[Stored data entries]
....

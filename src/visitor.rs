//! Visitor orchestration: one traversal step per node.
//!
//! `TypecheckVisitor` gates a node on its kind, narrows its sources, and
//! either submits a placeholder action (no checkable sources) or the two
//! check actions, one per report profile.

use std::path::PathBuf;

use serde::{Deserialize, Serialize};

use crate::action::{Action, CheckRequest, ExecutionMode, build_check_action};
use crate::config::{ModeChoice, OverlayConfig, ReportProfile};
use crate::error::OverlayError;
use crate::executor::Executor;
use crate::parse::types::Node;
use crate::report::{ArtifactGroup, ArtifactNaming, Report};
use crate::select::{NodeFilter, SourceFilter};

/// Capability called once per node by a traversal engine.
pub trait Visitor {
    fn visit(&self, node: &Node, executor: &mut dyn Executor) -> Result<VisitOutcome, OverlayError>;
}

/// Terminal state of one visit.
#[derive(Debug, Clone, PartialEq, Eq, Serialize, Deserialize)]
#[serde(tag = "state", rename_all = "snake_case")]
pub enum VisitOutcome {
    /// Kind not eligible: nothing submitted, nothing returned.
    Skipped,
    /// Eligible but no checkable sources: empty artifacts only.
    NoOp(Report),
    /// Two check actions submitted.
    Checked(Report),
}

impl VisitOutcome {
    pub fn report(&self) -> Option<&Report> {
        match self {
            VisitOutcome::Skipped => None,
            VisitOutcome::NoOp(r) | VisitOutcome::Checked(r) => Some(r),
        }
    }

    pub fn into_report(self) -> Option<Report> {
        match self {
            VisitOutcome::Skipped => None,
            VisitOutcome::NoOp(r) | VisitOutcome::Checked(r) => Some(r),
        }
    }
}

#[derive(Debug, Clone)]
pub struct TypecheckVisitor {
    config: OverlayConfig,
    node_filter: NodeFilter,
    source_filter: SourceFilter,
    naming: ArtifactNaming,
}

impl TypecheckVisitor {
    /// Validate the configuration and build the visitor. Malformed
    /// configuration is fatal here, never at visit time.
    pub fn new(config: OverlayConfig, naming: ArtifactNaming) -> Result<Self, Vec<OverlayError>> {
        let errors = config.validate();
        if !errors.is_empty() {
            return Err(errors);
        }

        Ok(TypecheckVisitor {
            node_filter: NodeFilter::new(config.kinds.iter().cloned(), config.skip_tags.iter().cloned()),
            source_filter: SourceFilter::new(config.extensions.iter().cloned()),
            config,
            naming,
        })
    }

    fn check_action(
        &self,
        label: &str,
        group: &str,
        sources: &[String],
        profile: &ReportProfile,
        stdout: PathBuf,
        status: PathBuf,
    ) -> (Action, ArtifactGroup) {
        let mode = match profile.mode {
            ModeChoice::Capture => ExecutionMode::Capture { status },
            ModeChoice::FailFast => ExecutionMode::FailFast,
        };
        let options = profile.option_tokens(&self.config.options);

        let action = build_check_action(CheckRequest {
            tool: &self.config.tool,
            sources,
            config_file: &self.config.config_file,
            stdout,
            mode,
            options: &options,
            label: format!("Type-checking {label} ({group})"),
        });
        let artifacts = ArtifactGroup {
            stdout: action.stdout.clone(),
            status: action.mode.status_path().map(PathBuf::from),
        };

        (Action::Check(action), artifacts)
    }
}

impl Visitor for TypecheckVisitor {
    fn visit(&self, node: &Node, executor: &mut dyn Executor) -> Result<VisitOutcome, OverlayError> {
        if !self.node_filter.accepts(node) {
            tracing::debug!(label = %node.label, kind = %node.kind, "skipping ineligible node");
            return Ok(VisitOutcome::Skipped);
        }

        let paths = self.naming.allocate(&node.label);
        let sources = self.source_filter.select(&node.srcs);
        let with_node = |mut e: OverlayError| {
            e.node_id = Some(node.label.clone());
            e
        };

        if sources.is_empty() {
            tracing::debug!(label = %node.label, "no checkable sources, writing empty report");
            executor
                .submit(vec![Action::Placeholder(paths.placeholder(&node.label))])
                .map_err(with_node)?;
            return Ok(VisitOutcome::NoOp(paths.full_report(&node.label)));
        }

        let (human_action, human) = self.check_action(
            &node.label,
            "human",
            &sources,
            &self.config.human,
            paths.human_stdout,
            paths.human_status,
        );
        let (machine_action, machine) = self.check_action(
            &node.label,
            "machine",
            &sources,
            &self.config.machine,
            paths.machine_stdout,
            paths.machine_status,
        );

        executor
            .submit(vec![human_action, machine_action])
            .map_err(with_node)?;

        tracing::info!(label = %node.label, sources = sources.len(), "submitted type-check actions");
        Ok(VisitOutcome::Checked(Report {
            label: node.label.clone(),
            human,
            machine,
        }))
    }
}

#[cfg(test)]
mod tests {
    use super::*;
    use crate::executor::ActionQueue;

    fn visitor(config: OverlayConfig) -> TypecheckVisitor {
        TypecheckVisitor::new(config, ArtifactNaming::new("out")).unwrap()
    }

    #[test]
    fn ineligible_node_submits_nothing() {
        let v = visitor(OverlayConfig::new("mypy", "mypy.ini"));
        let mut queue = ActionQueue::new();
        let node = Node::new("//a:test", "py_test").with_srcs(["a_test.py"]);

        assert_eq!(v.visit(&node, &mut queue).unwrap(), VisitOutcome::Skipped);
        assert!(queue.is_empty());
    }

    #[test]
    fn empty_source_set_submits_one_placeholder() {
        let v = visitor(OverlayConfig::new("mypy", "mypy.ini"));
        let mut queue = ActionQueue::new();
        let node = Node::new("//a:data", "py_library").with_srcs(["data.json"]);

        let outcome = v.visit(&node, &mut queue).unwrap();
        let VisitOutcome::NoOp(report) = &outcome else {
            panic!("expected NoOp, got {:?}", outcome);
        };
        assert_eq!(report.files().len(), 4);
        assert_eq!(queue.len(), 1);
        assert!(!queue.actions()[0].is_tool_invocation());
        assert!(queue.actions()[0].inputs().is_empty());
    }

    #[test]
    fn checked_node_gets_capture_and_fail_fast_actions() {
        let v = visitor(OverlayConfig::new("mypy", "mypy.ini"));
        let mut queue = ActionQueue::new();
        let node = Node::new("//a:lib", "py_library").with_srcs(["a.py"]);

        let report = v.visit(&node, &mut queue).unwrap().into_report().unwrap();
        assert!(report.human.status.is_some());
        assert!(report.machine.status.is_none());

        let modes: Vec<bool> = queue
            .actions()
            .iter()
            .map(|a| match a {
                Action::Check(c) => c.mode.is_capture(),
                Action::Placeholder(_) => panic!("unexpected placeholder"),
            })
            .collect();
        assert_eq!(modes, vec![true, false]);
    }

    #[test]
    fn malformed_config_fails_construction() {
        let errors = TypecheckVisitor::new(OverlayConfig::new("", "mypy.ini"), ArtifactNaming::new("out"))
            .unwrap_err();
        assert_eq!(errors[0].code, "C001");
    }

    #[test]
    fn submission_conflict_is_attributed_to_node() {
        let v = visitor(OverlayConfig::new("mypy", "mypy.ini"));
        let mut queue = ActionQueue::new();
        let node = Node::new("//a:lib", "py_library").with_srcs(["a.py"]);

        v.visit(&node, &mut queue).unwrap();
        let err = v.visit(&node, &mut queue).unwrap_err();
        assert_eq!(err.code, "X001");
        assert_eq!(err.node_id.as_deref(), Some("//a:lib"));
    }

    #[test]
    fn rejected_check_pair_leaves_nothing_behind() {
        let v = visitor(OverlayConfig::new("mypy", "mypy.ini"));
        let mut queue = ActionQueue::new();
        let node = Node::new("//a:lib", "py_library").with_srcs(["a.py"]);
        let machine_stdout = ArtifactNaming::new("out").allocate("//a:lib").machine_stdout;
        queue
            .submit(vec![Action::Placeholder(crate::action::PlaceholderAction {
                outputs: vec![machine_stdout],
                label: "earlier".into(),
            })])
            .unwrap();

        let err = v.visit(&node, &mut queue).unwrap_err();
        assert_eq!(err.code, "X001");
        assert_eq!(queue.len(), 1);
        assert_eq!(queue.actions()[0].label(), "earlier");
    }

    struct Recorder {
        batches: Vec<Vec<Action>>,
    }

    impl Executor for Recorder {
        fn submit(&mut self, actions: Vec<Action>) -> Result<(), OverlayError> {
            self.batches.push(actions);
            Ok(())
        }
    }

    #[test]
    fn check_pair_is_submitted_in_one_batch() {
        let v = visitor(OverlayConfig::new("mypy", "mypy.ini"));
        let mut recorder = Recorder { batches: Vec::new() };
        let node = Node::new("//a:lib", "py_library").with_srcs(["a.py"]);

        v.visit(&node, &mut recorder).unwrap();
        assert_eq!(recorder.batches.len(), 1);
        assert_eq!(recorder.batches[0].len(), 2);
    }
}
pub mod action;
pub mod config;
pub mod error;
pub mod executor;
pub mod parse;
pub mod report;
pub mod run;
pub mod select;
pub mod traverse;
pub mod visitor;
pub mod wasm;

....

Your instructions:
Please reproduce exactly the lines above, beginning with the first and ending with the line that contains "use crate::executor::Executor;", and include nothing outside that range.

Solved exercise:
filename src/visitor.rs
//! Visitor orchestration: one traversal step per node.
//!
//! `TypecheckVisitor` gates a node on its kind, narrows its sources, and
//! either submits a placeholder action (no checkable sources) or the two
//! check actions, one per report profile.

use std::path::PathBuf;

use serde::{Deserialize, Serialize};

use crate::action::{Action, CheckRequest, ExecutionMode, build_check_action};
use crate::config::{ModeChoice, OverlayConfig, ReportProfile};
use crate::error::OverlayError;
use crate::executor::Executor;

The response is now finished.